Schon 2007 warfen Wissenschaftler voraus, dass die Arktis bereits 2013 eisfrei sein könnte; 2011 wurde der Zeitpunkt für den vollständigen Verschwinden des Sommereises auf 2016 verlagert. Die Online-Ausgabe von „Die Welt“ berichtete damals über eine Studie, die einen Klimaexperten Wieslaw Maslowski aus der Naval Postgraduate School (nicht NASA) als Quelle nannte – doch im Artikel war keine kritische Auseinandersetzung mit den Vorhersagen dokumentiert.
2008 verwies der „Spiegel“ auf Forscher wie Olav Orheim vom Norwegian Research Council, der die Arktis als „mit brutaler Geschwindigkeit abschmelzend“ beschrieb. Doch seine Aussagen waren lediglich Wahrscheinlichkeiten – nicht Sicherheiten. Trotzdem betonte das Magazin: Die Schmelze gehe „schneller als das IPCC voraussagte“. Bis heute ist keine katastrophale Veränderung in Sicht.
Das Rekordjahr 2012 mit dem arktischen Meereis von 3,4 Millionen Quadratkilometern löste erneut eine Medienwelle aus. Der Sender „ntv“ zitierte Studien, die vorgingen, dass die Arktis vor Jahrtausenden eisfrei war – ohne menschliche Intervention. Zudem wurde betont, dass das globale Klima auf geringe CO₂-Veränderungen stärker reagiere als frühere Modelle. Doch mit steigendem CO₂-Emissionsniveau bleibt die Erde stabil.
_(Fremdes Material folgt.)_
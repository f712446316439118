//! The write-set exchanged between overlays, the committed store and the
//! undo log.

use meridian_primitives::{
    AccountId, AccountRecord, AssetId, AssetRecord, BalanceId, BalanceRecord, CollateralRecord,
    FeedIndex, FeedRecord, MarketHistoryKey, MarketHistoryRecord, MarketIndexKey, OrderKind,
    OrderRecord, SlateId, SlateRecord, SlotRecord, Timestamp, TransactionId, TransactionRecord,
};
use serde::{Deserialize, Serialize};
use std::collections::{BTreeMap, BTreeSet};

use super::{ChainProperty, PropertyValue};

/// A captured set of state writes, keyed per record kind.
///
/// `None` is a tombstone. The same shape serves three roles: the write-set
/// of a [`super::PendingState`], the persisted undo entry of a block, and
/// the change summary handed to observers. Maps are ordered so application
/// order is deterministic.
#[derive(Debug, Clone, Default, PartialEq, Serialize, Deserialize)]
pub struct ChainDelta {
    /// Property writes.
    pub properties: BTreeMap<ChainProperty, Option<PropertyValue>>,
    /// Account writes.
    pub accounts: BTreeMap<AccountId, Option<AccountRecord>>,
    /// Asset writes.
    pub assets: BTreeMap<AssetId, Option<AssetRecord>>,
    /// Balance writes.
    pub balances: BTreeMap<BalanceId, Option<BalanceRecord>>,
    /// Slate writes.
    pub slates: BTreeMap<SlateId, Option<SlateRecord>>,
    /// Confirmed-transaction writes.
    pub transactions: BTreeMap<TransactionId, Option<TransactionRecord>>,
    /// Order-book writes.
    pub orders: BTreeMap<(OrderKind, MarketIndexKey), Option<OrderRecord>>,
    /// Collateral writes.
    pub collateral: BTreeMap<MarketIndexKey, Option<CollateralRecord>>,
    /// Feed writes.
    pub feeds: BTreeMap<FeedIndex, Option<FeedRecord>>,
    /// Slot-record writes.
    pub slots: BTreeMap<Timestamp, Option<SlotRecord>>,
    /// Market-history writes.
    pub market_history: BTreeMap<MarketHistoryKey, Option<MarketHistoryRecord>>,
    /// Markets touched by these writes; carried forward so market execution
    /// can find them, never undone.
    pub dirty_markets: BTreeSet<(AssetId, AssetId)>,
}

impl ChainDelta {
    /// True if no writes were captured (dirty-market marks alone do not
    /// count as writes).
    pub fn is_empty(&self) -> bool {
        self.properties.is_empty()
            && self.accounts.is_empty()
            && self.assets.is_empty()
            && self.balances.is_empty()
            && self.slates.is_empty()
            && self.transactions.is_empty()
            && self.orders.is_empty()
            && self.collateral.is_empty()
            && self.feeds.is_empty()
            && self.slots.is_empty()
            && self.market_history.is_empty()
    }

    /// Overlay `other` on top of `self`; later writes win per key.
    pub fn merge(&mut self, other: ChainDelta) {
        self.properties.extend(other.properties);
        self.accounts.extend(other.accounts);
        self.assets.extend(other.assets);
        self.balances.extend(other.balances);
        self.slates.extend(other.slates);
        self.transactions.extend(other.transactions);
        self.orders.extend(other.orders);
        self.collateral.extend(other.collateral);
        self.feeds.extend(other.feeds);
        self.slots.extend(other.slots);
        self.market_history.extend(other.market_history);
        self.dirty_markets.extend(other.dirty_markets);
    }
}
Ab 2019 traten neue Warnungen auf: Der Wissenschaftsportal „Scinexx“ gab vor, dass der Nordpol bis spätestens 2027 eisfrei sein könnte. Doch die Angabe von 2027 scheint bereits als unrealistisch zu gelten. Im Jahr 2023 erdreiste sich das Portal „wetter.de“ sogar mit der Headline: „Nicht mehr aufzuhalten: Arktisches Meereis ist ab 2030 verloren“. Dabei betonte man, dass CO₂-Einsparungen nicht ausreichen würden.
Der deutsche Mainstream versteht sich als Verantwortlicher für Klima-Alarmismus: Er berichtet unkritisch über Studien und Prognosen, ohne die tatsächlichen Fakten zu prüfen. Statt einer seriösen Wissenschaft schafft er eine endlose Schleife aus Warnungen – eine Taktik, um die Bevölkerung in Angst vor dem Unausweichlichen zu verwickeln. Dies ist weder wissenschaftlich noch journalistisch korrekt: Es handelt sich lediglich um klimareligiöses Wunschdenken.